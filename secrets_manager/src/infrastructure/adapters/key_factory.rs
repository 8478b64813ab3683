// /////////////////////////////////////////////////////////////////////////////
// Secrets Manager
// Copyright (c) 2025 Michael Gardner, A Bit of Help, Inc.
// SPDX-License-Identifier: BSD-3-Clause
// See LICENSE file in the project root.
// /////////////////////////////////////////////////////////////////////////////

//! # Key Factory Implementation
//!
//! Concrete implementation of the domain's `KeyFactory` port for the
//! rust_crypto engine suite.
//!
//! ## Generation
//!
//! Random material comes from the thread-local CSPRNG. Deterministic
//! derivation uses Argon2id with cost parameters selected by the config's
//! [`SecurityLevel`]; the derived 32 bytes serve directly as symmetric
//! material, or as the Ed25519 seed for signature keys.
//!
//! ## Supported Types
//!
//! Symmetric encryption/authentication keys and the signature family
//! (secret key, key pair). Asymmetric *encryption* pairs belong to sealing
//! workflows outside the keyring contract and are reported as unsupported
//! by this adapter, as is generating a lone public key — public halves only
//! come out of [`split_key_pair`](RustCryptoKeyFactory::split_key_pair).

use argon2::{Algorithm, Argon2, Params, Version};
use ed25519_dalek::SigningKey;
use rand::RngCore;
use zeroize::Zeroizing;

use secrets_manager_domain::{
    Key, KeyConfig, KeyFactory, KeyType, SecretsManagerError, SecurityLevel, DEFAULT_KEY_VERSION,
};

use crate::infrastructure::adapters::engine::{
    ADAPTER_NAME, SIGNATURE_HALF_LEN, SIGNATURE_PAIR_LEN, SYMMETRIC_KEY_LEN,
};

/// Derivation function identifier accepted in a [`KeyConfig`].
pub const ALGORITHM_ARGON2ID: &str = "argon2id";

/// Argon2id cost presets per security level, (memory KiB, passes, lanes).
fn argon2_costs(level: SecurityLevel) -> (u32, u32, u32) {
    match level {
        SecurityLevel::Interactive => (65_536, 2, 1),
        SecurityLevel::Moderate => (262_144, 3, 1),
        SecurityLevel::Sensitive => (1_048_576, 4, 1),
    }
}

/// Key producer for the rust_crypto suite.
#[derive(Debug, Default, Clone)]
pub struct RustCryptoKeyFactory;

impl RustCryptoKeyFactory {
    pub fn new() -> Self {
        Self
    }

    fn random_bytes(len: usize) -> Zeroizing<Vec<u8>> {
        let mut bytes = Zeroizing::new(vec![0u8; len]);
        rand::rng().fill_bytes(&mut bytes);
        bytes
    }

    /// Derives `len` bytes from the config's password via Argon2id.
    fn derive_bytes(config: &KeyConfig, len: usize) -> Result<Zeroizing<Vec<u8>>, SecretsManagerError> {
        let algorithm_id = config.algorithm_id().unwrap_or_default();
        if algorithm_id != ALGORITHM_ARGON2ID {
            return Err(SecretsManagerError::unsupported_key_type(format!(
                "derivation function '{}' is not available, use '{}'",
                algorithm_id, ALGORITHM_ARGON2ID
            )));
        }
        let level = config
            .security_level()
            .ok_or_else(|| SecretsManagerError::GenerationFailed("derivation without security level".into()))?;
        let password = config
            .password()
            .ok_or_else(|| SecretsManagerError::GenerationFailed("derivation without password".into()))?;
        let salt = config
            .salt()
            .ok_or_else(|| SecretsManagerError::GenerationFailed("derivation without salt".into()))?;

        let (memory, passes, lanes) = argon2_costs(level);
        let params = Params::new(memory, passes, lanes, Some(len))
            .map_err(|e| SecretsManagerError::GenerationFailed(format!("argon2 parameters rejected: {}", e)))?;
        let argon2 = Argon2::new(Algorithm::Argon2id, Version::V0x13, params);

        let mut out = Zeroizing::new(vec![0u8; len]);
        argon2
            .hash_password_into(password.as_bytes(), salt, &mut out)
            .map_err(|e| SecretsManagerError::GenerationFailed(format!("argon2 derivation failed: {}", e)))?;
        Ok(out)
    }

    /// Produces seed material: derived when the config carries the full
    /// derivation field set, random otherwise.
    fn material(config: &KeyConfig, len: usize) -> Result<Zeroizing<Vec<u8>>, SecretsManagerError> {
        if config.is_derivable() {
            Self::derive_bytes(config, len)
        } else {
            Ok(Self::random_bytes(len))
        }
    }

    fn build(raw: &[u8], key_type: KeyType, version: &str) -> Result<Key, SecretsManagerError> {
        Key::new(hex::encode(raw), key_type, ADAPTER_NAME, version)
    }
}

impl KeyFactory for RustCryptoKeyFactory {
    fn generate(&self, config: &KeyConfig) -> Result<Key, SecretsManagerError> {
        let version = config.version().unwrap_or(DEFAULT_KEY_VERSION);
        match config.key_type() {
            KeyType::SymmetricEncryptionKey | KeyType::SymmetricAuthenticationKey => {
                let material = Self::material(config, SYMMETRIC_KEY_LEN)?;
                Self::build(&material, config.key_type(), version)
            }
            KeyType::AsymmetricSignatureSecretKey => {
                let seed = Self::material(config, SIGNATURE_HALF_LEN)?;
                Self::build(&seed, config.key_type(), version)
            }
            KeyType::AsymmetricSignatureKeyPair => {
                let seed = Self::material(config, SIGNATURE_HALF_LEN)?;
                let mut seed_array = [0u8; SIGNATURE_HALF_LEN];
                seed_array.copy_from_slice(&seed);
                let signing = SigningKey::from_bytes(&seed_array);

                let mut packed = Zeroizing::new(Vec::with_capacity(SIGNATURE_PAIR_LEN));
                packed.extend_from_slice(&seed);
                packed.extend_from_slice(&signing.verifying_key().to_bytes());
                Self::build(&packed, config.key_type(), version)
            }
            other => Err(SecretsManagerError::unsupported_key_type(format!(
                "adapter '{}' cannot generate keys of type '{}'",
                ADAPTER_NAME, other
            ))),
        }
    }

    fn split_key_pair(&self, pair: &Key) -> Result<(Key, Key), SecretsManagerError> {
        let public_type = pair
            .key_type()
            .public_half()
            .ok_or_else(|| SecretsManagerError::NotAKeyPair(format!("'{}' has no halves", pair.key_type())))?;
        let secret_type = pair
            .key_type()
            .secret_half()
            .ok_or_else(|| SecretsManagerError::NotAKeyPair(format!("'{}' has no halves", pair.key_type())))?;

        let raw = self.to_engine_form(pair)?;
        if raw.len() != SIGNATURE_PAIR_LEN {
            return Err(SecretsManagerError::NotAKeyPair(format!(
                "pair material is {} bytes, expected {}",
                raw.len(),
                SIGNATURE_PAIR_LEN
            )));
        }
        let (secret_raw, public_raw) = raw.split_at(SIGNATURE_HALF_LEN);

        let public = Self::build(public_raw, public_type, pair.version())?;
        let secret = Self::build(secret_raw, secret_type, pair.version())?;
        Ok((public, secret))
    }

    fn to_engine_form(&self, key: &Key) -> Result<Zeroizing<Vec<u8>>, SecretsManagerError> {
        Ok(Zeroizing::new(hex::decode(key.material().expose()).map_err(
            |e| SecretsManagerError::GenerationFailed(format!("key material is not hex: {}", e)),
        )?))
    }

    fn from_engine_form(
        &self,
        raw: &[u8],
        key_type: KeyType,
        adapter: &str,
        version: &str,
    ) -> Result<Key, SecretsManagerError> {
        Key::new(hex::encode(raw), key_type, adapter, version)
    }
}

#[cfg(test)]
mod tests {
    use super::*;

    fn factory() -> RustCryptoKeyFactory {
        RustCryptoKeyFactory::new()
    }

    /// Tests random generation of supported types.
    ///
    /// Validates that:
    /// - Symmetric keys carry 32 bytes of material
    /// - Signature pairs carry 64 bytes and the adapter name
    /// - Two generations never collide
    #[test]
    fn test_generate_random() {
        let factory = factory();

        let a = factory.generate(&KeyConfig::new(KeyType::SymmetricEncryptionKey)).unwrap();
        let b = factory.generate(&KeyConfig::new(KeyType::SymmetricEncryptionKey)).unwrap();
        assert_eq!(a.material_len(), SYMMETRIC_KEY_LEN);
        assert_eq!(a.adapter(), ADAPTER_NAME);
        assert_ne!(a, b);

        let pair = factory
            .generate(&KeyConfig::new(KeyType::AsymmetricSignatureKeyPair))
            .unwrap();
        assert_eq!(pair.material_len(), SIGNATURE_PAIR_LEN);
    }

    /// Tests deterministic derivation.
    ///
    /// Validates that:
    /// - The same password, salt, and level reproduce the same key
    /// - A different salt produces a different key
    /// - A foreign derivation function id is rejected
    #[test]
    fn test_generate_derived() {
        let factory = factory();
        let config = KeyConfig::new(KeyType::SymmetricEncryptionKey)
            .with_password("correct horse battery staple")
            .with_salt(vec![42u8; 16])
            .with_security_level(SecurityLevel::Interactive)
            .with_algorithm_id(ALGORITHM_ARGON2ID);

        let a = factory.generate(&config).unwrap();
        let b = factory.generate(&config).unwrap();
        assert_eq!(a, b);

        let other_salt = config.clone().with_salt(vec![43u8; 16]);
        assert_ne!(a, factory.generate(&other_salt).unwrap());

        let bad_kdf = config.with_algorithm_id("pbkdf2");
        assert!(matches!(
            factory.generate(&bad_kdf).unwrap_err(),
            SecretsManagerError::UnsupportedKeyType(_)
        ));
    }

    /// Tests that unsupported types are refused.
    #[test]
    fn test_generate_unsupported() {
        let factory = factory();
        for key_type in [
            KeyType::AsymmetricEncryptionKeyPair,
            KeyType::AsymmetricSignaturePublicKey,
            KeyType::Hex,
            KeyType::Raw,
            KeyType::Unknown,
        ] {
            let err = factory.generate(&KeyConfig::new(key_type)).unwrap_err();
            assert!(matches!(err, SecretsManagerError::UnsupportedKeyType(_)));
        }
    }

    /// Tests pair splitting.
    ///
    /// Validates that:
    /// - The halves carry the sibling types and 32 bytes each
    /// - The packed pair material is the concatenation of the halves
    /// - Splitting a non-pair fails with NotAKeyPair
    #[test]
    fn test_split_key_pair() {
        let factory = factory();
        let pair = factory
            .generate(&KeyConfig::new(KeyType::AsymmetricSignatureKeyPair))
            .unwrap();
        let (public, secret) = factory.split_key_pair(&pair).unwrap();

        assert_eq!(public.key_type(), KeyType::AsymmetricSignaturePublicKey);
        assert_eq!(secret.key_type(), KeyType::AsymmetricSignatureSecretKey);
        assert_eq!(public.material_len(), SIGNATURE_HALF_LEN);
        assert_eq!(secret.material_len(), SIGNATURE_HALF_LEN);
        assert_eq!(
            format!("{}{}", secret.material().expose(), public.material().expose()),
            pair.material().expose()
        );

        let not_pair = factory.generate(&KeyConfig::new(KeyType::SymmetricEncryptionKey)).unwrap();
        assert!(matches!(
            factory.split_key_pair(&not_pair).unwrap_err(),
            SecretsManagerError::NotAKeyPair(_)
        ));
    }

    /// Tests the engine-form round-trip.
    #[test]
    fn test_engine_form_round_trip() {
        let factory = factory();
        let key = factory.generate(&KeyConfig::new(KeyType::SymmetricAuthenticationKey)).unwrap();
        let raw = factory.to_engine_form(&key).unwrap();
        let back = factory
            .from_engine_form(&raw, key.key_type(), key.adapter(), key.version())
            .unwrap();
        assert_eq!(back, key);
    }
}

★ ★ ★ ★ ★ ★ ★

#### TASK TO COMPLETE
Return all lines of the material above in which the word "build" occurs.

#### FINISHED EXERCISE
    fn build(raw: &[u8], key_type: KeyType, version: &str) -> Result<Key, SecretsManagerError> {
                Self::build(&material, config.key_type(), version)
                Self::build(&seed, config.key_type(), version)
                Self::build(&packed, config.key_type(), version)
        let public = Self::build(public_raw, public_type, pair.version())?;
        let secret = Self::build(secret_raw, secret_type, pair.version())?;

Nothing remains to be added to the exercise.